In my

experiment, I train a multilayer CNN for street view house numbers recognition

and check the accuracy of test data. The coding is done in python using

Tensorflow, a powerful library for implementation and training deep neural

networks. The central unit of data in TensorFlow is the tensor. A tensor

consists of a set of primitive values shaped into an array of any number of

dimensions. A tensor’s rank is its number of dimensions. 9 Along with

TensorFlow used some other library function such as Numpy, Mathplotlib, SciPy

etc.

I perform my

analysis only using the train and test dataset due to limited technical resources.

And omit extra dataset which is almost 2.7GB. To make the analysis simpler delete

all those data points which have more than 5 digits. By preprocessing the data

from the original SVHN dataset a pickle file is created which being used in my

experiment. For the implementation, I randomly shuffle valid dataset and then

used the pickle file and train a 7-layer Convoluted Neural Network. Finally, cast-off the test data

to check for accuracy of the trained model to detect number from street house

number image.

At the very

beginning of the experiment, first convolution layer has 16 feature maps with

5×5 filters, and originate 28x28x16 output. A few ReLU layers are also added

after each convolution layer to add more non-linearity to the decision-making

process. After first sub-sampling the output size decrease in 14x14x10. The

second convolution has 512 feature maps with 5×5 filters and produces 10x10x32

output. By applying sub-sampling second time get the output size 5x5x32.

Finally, the third convolution has 2048 feature maps with same filter size. It

is mentionable that the stride size =1 in my experiment along with zero padding.

During my experiment, I use dropout technique to reduce the overfitting.

Finally, SoftMax regression layer is used to get the final output.

Weights are

initialized randomly using Xavier initialization which keeps the weights in the

right range. It automatically scales the initialization based on the number of

output and input neurons. After model buildup, start train the network and log

the accuracy, loss and validation accuracy for every 500 steps.Once the process

is done then get the test set accuracy. To minimize the loss, Adagrad Optimizer used.

After reach in a suitable accuracy level stop train the network and save the

hyperparameters in a checkpoint file. When we need to perform the detection, the

program will load the checkpoint file without train the model again.

Initially,

the model produced an accuracy of 89% with just 3000 steps. It’s a great

starting point and certainly, after a few times of training the accuracy will reach

my benchmark of 90%. However, I added some additional features to increase accuracy.

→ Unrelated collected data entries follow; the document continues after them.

//! # ماژول تنظیمات (Configuration)
//!
//! این ماژول مسئول خوندن و مدیریت تنظیمات سرویس شمارنده هست.
//!
//! ## مفاهیم Rust:
//! - **Default Trait**: مقادیر پیش‌فرض
//! - **Serde**: سریالایز/دسریالایز
//! - **Builder Pattern**: ساخت تدریجی آبجکت
//!
//! ## متغیرهای محیطی
//! - `STORE_CONNECTION_STRING` (اجباری)
//! - `COUNTER_DATABASE_NAME`, `COUNTER_CONTAINER_NAME`
//! - `COUNTER_HOST`, `COUNTER_PORT`, `COUNTER_ENVIRONMENT`
//!
//! همه (جز connection string) prefix دارن تا با متغیرهای عمومی
//! مثل `HOST` یا `CONTAINER_NAME` که orchestrator ست میکنه قاطی نشن.

use std::env;
use serde::{Deserialize, Serialize};
use crate::error::{AppError, Result};

/// نام متغیر محیطی connection string
pub const CONNECTION_STRING_VAR: &str = "STORE_CONNECTION_STRING";
pub const HOST_VAR: &str = "COUNTER_HOST";
pub const PORT_VAR: &str = "COUNTER_PORT";
pub const DATABASE_NAME_VAR: &str = "COUNTER_DATABASE_NAME";
pub const CONTAINER_NAME_VAR: &str = "COUNTER_CONTAINER_NAME";
pub const ENVIRONMENT_VAR: &str = "COUNTER_ENVIRONMENT";

/// تنظیمات اصلی برنامه
///
/// # مثال
/// ```rust
/// use view_counter::config::Config;
///
/// let config = Config::default();
/// println!("Port: {}", config.port);
/// ```
#[derive(Debug, Clone, Serialize, Deserialize)]
pub struct Config {
    /// آدرس هاست سرور
    pub host: String,

    /// پورت سرور
    pub port: u16,

    /// آدرس اتصال به document store
    pub connection_string: String,

    /// نام دیتابیس داخل store
    pub database_name: String,

    /// نام container شمارنده‌ها
    pub container_name: String,

    /// محیط اجرا؛ فرمت لاگ رو تعیین میکنه
    pub environment: Environment,
}

/// محیط اجرای برنامه
#[derive(Debug, Clone, Copy, PartialEq, Eq, Serialize, Deserialize, Default)]
#[serde(rename_all = "lowercase")]
pub enum Environment {
    /// محیط توسعه - لاگ‌های خوانا
    #[default]
    Development,

    /// محیط تست
    Testing,

    /// محیط تولید - لاگ‌های JSON
    Production,
}

impl Environment {
    /// آیا در محیط تولید هستیم؟
    #[must_use]
    pub fn is_production(&self) -> bool {
        matches!(self, Environment::Production)
    }
}

impl From<String> for Environment {
    fn from(s: String) -> Self {
        match s.to_lowercase().as_str() {
            "production" | "prod" => Environment::Production,
            "testing" | "test" => Environment::Testing,
            _ => Environment::Development,
        }
    }
}

impl Default for Config {
    fn default() -> Self {
        Self {
            host: "0.0.0.0".to_string(),
            port: 7071,
            connection_string: String::new(),
            database_name: "resume-db".to_string(),
            container_name: "counters".to_string(),
            environment: Environment::Development,
        }
    }
}

impl Config {
    /// ساخت تنظیمات از متغیرهای محیطی
    ///
    /// # Errors
    /// اگه `STORE_CONNECTION_STRING` تنظیم نشده باشه یا خالی باشه خطا برمیگردونه؛
    /// در این حالت سرویس اصلا بالا نمیاد.
    pub fn from_env() -> Result<Self> {
        Self::from_lookup(|key| env::var(key).ok())
    }

    /// ساخت تنظیمات از یه منبع دلخواه کلید/مقدار
    ///
    /// `from_env` همین رو با `std::env::var` صدا میزنه؛ تست‌ها یه HashMap میدن
    /// تا به متغیرهای محیطی process وابسته نباشن.
    pub fn from_lookup<F>(lookup: F) -> Result<Self>
    where
        F: Fn(&str) -> Option<String>,
    {
        let defaults = Self::default();

        let get = |key: &str, default: &str| -> String {
            lookup(key).unwrap_or_else(|| default.to_string())
        };

        let connection_string = lookup(CONNECTION_STRING_VAR)
            .filter(|v| !v.trim().is_empty())
            .ok_or_else(|| {
                AppError::Config(format!("{} must be set", CONNECTION_STRING_VAR))
            })?;

        let port = match lookup(PORT_VAR) {
            Some(v) => v
                .parse()
                .map_err(|_| AppError::Config(format!("{} is not a valid port: {}", PORT_VAR, v)))?,
            None => defaults.port,
        };

        let config = Self {
            host: get(HOST_VAR, &defaults.host),
            port,
            connection_string,
            database_name: get(DATABASE_NAME_VAR, &defaults.database_name),
            container_name: get(CONTAINER_NAME_VAR, &defaults.container_name),
            environment: get(ENVIRONMENT_VAR, "development").into(),
        };

        config.validate()?;
        Ok(config)
    }

    /// اعتبارسنجی تنظیمات
    pub fn validate(&self) -> Result<()> {
        if self.connection_string.trim().is_empty() {
            return Err(AppError::Config(format!(
                "{} cannot be empty",
                CONNECTION_STRING_VAR
            )));
        }

        if self.port == 0 {
            return Err(AppError::Config(format!("{} cannot be 0", PORT_VAR)));
        }

        if self.database_name.is_empty() || self.container_name.is_empty() {
            return Err(AppError::Config(format!(
                "{} and {} cannot be empty",
                DATABASE_NAME_VAR, CONTAINER_NAME_VAR
            )));
        }

        Ok(())
    }

    /// آدرس کامل سرور
    #[must_use]
    pub fn server_addr(&self) -> String {
        format!("{}:{}", self.host, self.port)
    }
}

// =====================================
// Builder Pattern
// =====================================
/// ساخت Config با Builder Pattern
///
/// # مثال
/// ```rust
/// use view_counter::config::ConfigBuilder;
///
/// let config = ConfigBuilder::new()
///     .port(8080)
///     .connection_string("sqlite::memory:")
///     .build();
/// ```
#[derive(Debug, Default)]
pub struct ConfigBuilder {
    config: Config,
}

impl ConfigBuilder {
    #[must_use]
    pub fn new() -> Self {
        Self {
            config: Config::default(),
        }
    }

    #[must_use]
    pub fn port(mut self, port: u16) -> Self {
        self.config.port = port;
        self
    }

    #[must_use]
    pub fn host(mut self, host: impl Into<String>) -> Self {
        self.config.host = host.into();
        self
    }

    #[must_use]
    pub fn connection_string(mut self, url: impl Into<String>) -> Self {
        self.config.connection_string = url.into();
        self
    }

    #[must_use]
    pub fn database_name(mut self, name: impl Into<String>) -> Self {
        self.config.database_name = name.into();
        self
    }

    #[must_use]
    pub fn container_name(mut self, name: impl Into<String>) -> Self {
        self.config.container_name = name.into();
        self
    }

    #[must_use]
    pub fn environment(mut self, env: Environment) -> Self {
        self.config.environment = env;
        self
    }

    /// ساخت Config نهایی
    #[must_use]
    pub fn build(self) -> Config {
        self.config
    }

    /// ساخت Config با اعتبارسنجی
    ///
    /// # Errors
    /// خطا برمیگردونه اگه اعتبارسنجی fail بشه
    pub fn build_validated(self) -> Result<Config> {
        let config = self.build();
        config.validate()?;
        Ok(config)
    }
}

// =====================================
// Tests
// =====================================
#[cfg(test)]
mod tests {
    use super::*;
    use std::collections::HashMap;

    fn lookup_from(pairs: &[(&str, &str)]) -> impl Fn(&str) -> Option<String> {
        let vars: HashMap<String, String> = pairs
            .iter()
            .map(|(k, v)| (k.to_string(), v.to_string()))
            .collect();
        move |key| vars.get(key).cloned()
    }

    #[test]
    fn test_default_config() {
        let config = Config::default();
        assert_eq!(config.port, 7071);
        assert_eq!(config.database_name, "resume-db");
        assert_eq!(config.container_name, "counters");
    }

    #[test]
    fn test_config_builder() {
        let config = ConfigBuilder::new()
            .port(8080)
            .host("127.0.0.1")
            .connection_string("sqlite::memory:")
            .build();

        assert_eq!(config.port, 8080);
        assert_eq!(config.server_addr(), "127.0.0.1:8080");
        assert_eq!(config.connection_string, "sqlite::memory:");
    }

    #[test]
    fn test_environment_from_string() {
        assert_eq!(Environment::from("production".to_string()), Environment::Production);
        assert_eq!(Environment::from("PROD".to_string()), Environment::Production);
        assert_eq!(Environment::from("test".to_string()), Environment::Testing);
        assert_eq!(Environment::from("unknown".to_string()), Environment::Development);
    }

    /// بدون connection string سرویس نباید بالا بیاد
    #[test]
    fn test_validation_requires_connection_string() {
        assert!(ConfigBuilder::new().build_validated().is_err());
        assert!(ConfigBuilder::new()
            .connection_string("   ")
            .build_validated()
            .is_err());
        assert!(ConfigBuilder::new()
            .connection_string("sqlite::memory:")
            .build_validated()
            .is_ok());
    }

    #[test]
    fn test_lookup_without_connection_string_fails() {
        let result = Config::from_lookup(lookup_from(&[]));
        assert!(matches!(result, Err(AppError::Config(_))));
    }

    #[test]
    fn test_lookup_defaults() {
        let config = Config::from_lookup(lookup_from(&[(
            CONNECTION_STRING_VAR,
            "sqlite://data/counter.db?mode=rwc",
        )]))
        .unwrap();

        assert_eq!(config.connection_string, "sqlite://data/counter.db?mode=rwc");
        assert_eq!(config.host, "0.0.0.0");
        assert_eq!(config.port, 7071);
        assert_eq!(config.database_name, "resume-db");
        assert_eq!(config.container_name, "counters");
        assert_eq!(config.environment, Environment::Development);
    }

    /// متغیرهای عمومی orchestrator نباید container یا host رو عوض کنن
    #[test]
    fn test_unprefixed_variables_are_ignored() {
        let config = Config::from_lookup(lookup_from(&[
            (CONNECTION_STRING_VAR, "sqlite::memory:"),
            ("CONTAINER_NAME", "mean-robust-golden-port"),
            ("DATABASE_NAME", "other-db"),
            ("HOST", "10.9.8.7"),
            ("PORT", "9999"),
            ("ENVIRONMENT", "production"),
        ]))
        .unwrap();

        assert_eq!(config.container_name, "counters");
        assert_eq!(config.database_name, "resume-db");
        assert_eq!(config.host, "0.0.0.0");
        assert_eq!(config.port, 7071);
        assert_eq!(config.environment, Environment::Development);
    }

    #[test]
    fn test_prefixed_variables_are_read() {
        let config = Config::from_lookup(lookup_from(&[
            (CONNECTION_STRING_VAR, "sqlite::memory:"),
            (CONTAINER_NAME_VAR, "archive"),
            (DATABASE_NAME_VAR, "site-db"),
            (HOST_VAR, "127.0.0.1"),
            (PORT_VAR, "8081"),
            (ENVIRONMENT_VAR, "prod"),
        ]))
        .unwrap();

        assert_eq!(config.container_name, "archive");
        assert_eq!(config.database_name, "site-db");
        assert_eq!(config.server_addr(), "127.0.0.1:8081");
        assert!(config.environment.is_production());
    }

    #[test]
    fn test_invalid_port_fails() {
        for port in ["0", "70000", "abc"] {
            let result = Config::from_lookup(lookup_from(&[
                (CONNECTION_STRING_VAR, "sqlite::memory:"),
                (PORT_VAR, port),
            ]));
            assert!(matches!(result, Err(AppError::Config(_))), "port {port}");
        }
    }
}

First, added a dropout layer between the third convolution layer and fully

connected layer. This allows the network to become more robust and prevents

overfitting. Secondly, introduced

exponential decay to learning rate instead of keeping it constant. This helps

the network to take bigger steps at first so that it learns fast but over time

as we move closer to the global minimum, take smaller noisier steps.

With these changes, the model is now able to produce an accuracy of 91.9% on

the test set. Since there are a large training set and test set, there is a

chance of more improvement if the model will train for a longer time.